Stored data
((
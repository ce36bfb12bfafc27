//! 应用级错误类型模块
//!
//! # 设计思路
//!
//! `AppError` 汇总命令行入口可能遇到的失败：配置文件问题与缩放流水线错误。
//! 每个分支映射到一个独立的非零退出码，脚本调用方可以据此区分失败原因。
//!
//! 用法错误（缺少位置参数、`--help`）不经过这里，由 `cli` 打印用法后以 0 退出。

use crate::scaler::ImageError;

/// 应用级统一错误类型
#[derive(Debug, thiserror::Error)]
pub enum AppError {
    /// 配置文件读取或解析失败
    #[error("配置错误: {0}")]
    Config(String),

    /// 缩放流水线错误（打开 / 解码 / 缩放 / 编码 / 写出）
    #[error("{0}")]
    Image(#[from] ImageError),
}

impl AppError {
    /// 进程退出码。
    ///
    /// | 退出码 | 含义 |
    /// |------|------|
    /// | 2 | 无法打开输入 |
    /// | 3 | 无主图像 |
    /// | 4 | 解码失败 |
    /// | 5 | 缩放失败 |
    /// | 6 | 编码失败 |
    /// | 7 | 写出失败 |
    /// | 8 | 零面积目标等参数错误 |
    /// | 9 | 超出资源限制 |
    /// | 10 | 配置错误 |
    pub fn exit_code(&self) -> u8 {
        match self {
            Self::Image(ImageError::InputOpen(_)) => 2,
            Self::Image(ImageError::NoPrimaryImage(_)) => 3,
            Self::Image(ImageError::Decode(_)) => 4,
            Self::Image(ImageError::Scale(_)) => 5,
            Self::Image(ImageError::Encode(_)) => 6,
            Self::Image(ImageError::OutputWrite(_)) => 7,
            Self::Image(ImageError::InvalidArgument(_)) => 8,
            Self::Image(ImageError::ResourceLimit(_)) => 9,
            Self::Config(_) => 10,
        }
    }

    /// 日志用的错误类别。
    pub fn kind(&self) -> &'static str {
        match self {
            Self::Config(_) => "config",
            Self::Image(err) => err.kind(),
        }
    }
}
//! # image-scale — 库入口
//!
//! ## 架构总览
//!
//! ```text
//! ┌──────────────────────────────────────────────────────────┐
//! │  main.rs   日志初始化 · 退出码                             │
//! │     ↓                                                    │
//! │  cli        clap 参数解析 · 配置合并 (CliAction)           │
//! │     ↓                                                    │
//! │  scaler     打开 → 主图像 → 解码 → 尺寸决策 → 缩放          │
//! │             → 编码 → 写出 (Result<_, ImageError>)         │
//! │     ↓                                                    │
//! │  error      AppError → 退出码                             │
//! └──────────────────────────────────────────────────────────┘
//! ```
//!
//! ## 模块职责
//!
//! | 模块 | 职责 |
//! |------|------|
//! | [`error`] | 应用级错误 `AppError` 与退出码映射 |
//! | [`cli`] | 命令行解析、用法文本、配置文件合并 |
//! | [`scaler`] | 尺寸决策与缩放流水线 |

pub mod cli;
pub mod error;
pub mod scaler;

use crate::cli::RunOptions;
use crate::error::AppError;
use crate::scaler::{ImageScaler, ScaleSummary};

/// 按命令行参数执行一次完整缩放。
pub fn run(options: &RunOptions) -> Result<ScaleSummary, AppError> {
    let config = cli::build_config(options)?;
    log::info!(
        "⚙️ 缩放档位：{}（filter={:?}, codec={}）",
        config.infer_profile().as_str(),
        config.resize_filter,
        config.output_codec.as_str()
    );

    let scaler = ImageScaler::new(config);
    let summary = scaler.run(&options.input, &options.output, options.request)?;
    Ok(summary)
}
))
= Instructions for the task =
The answer must be all the lines above that hold the word "Result".

= The answer =
//! │             → 编码 → 写出 (Result<_, ImageError>)         │
pub fn run(options: &RunOptions) -> Result<ScaleSummary, AppError> {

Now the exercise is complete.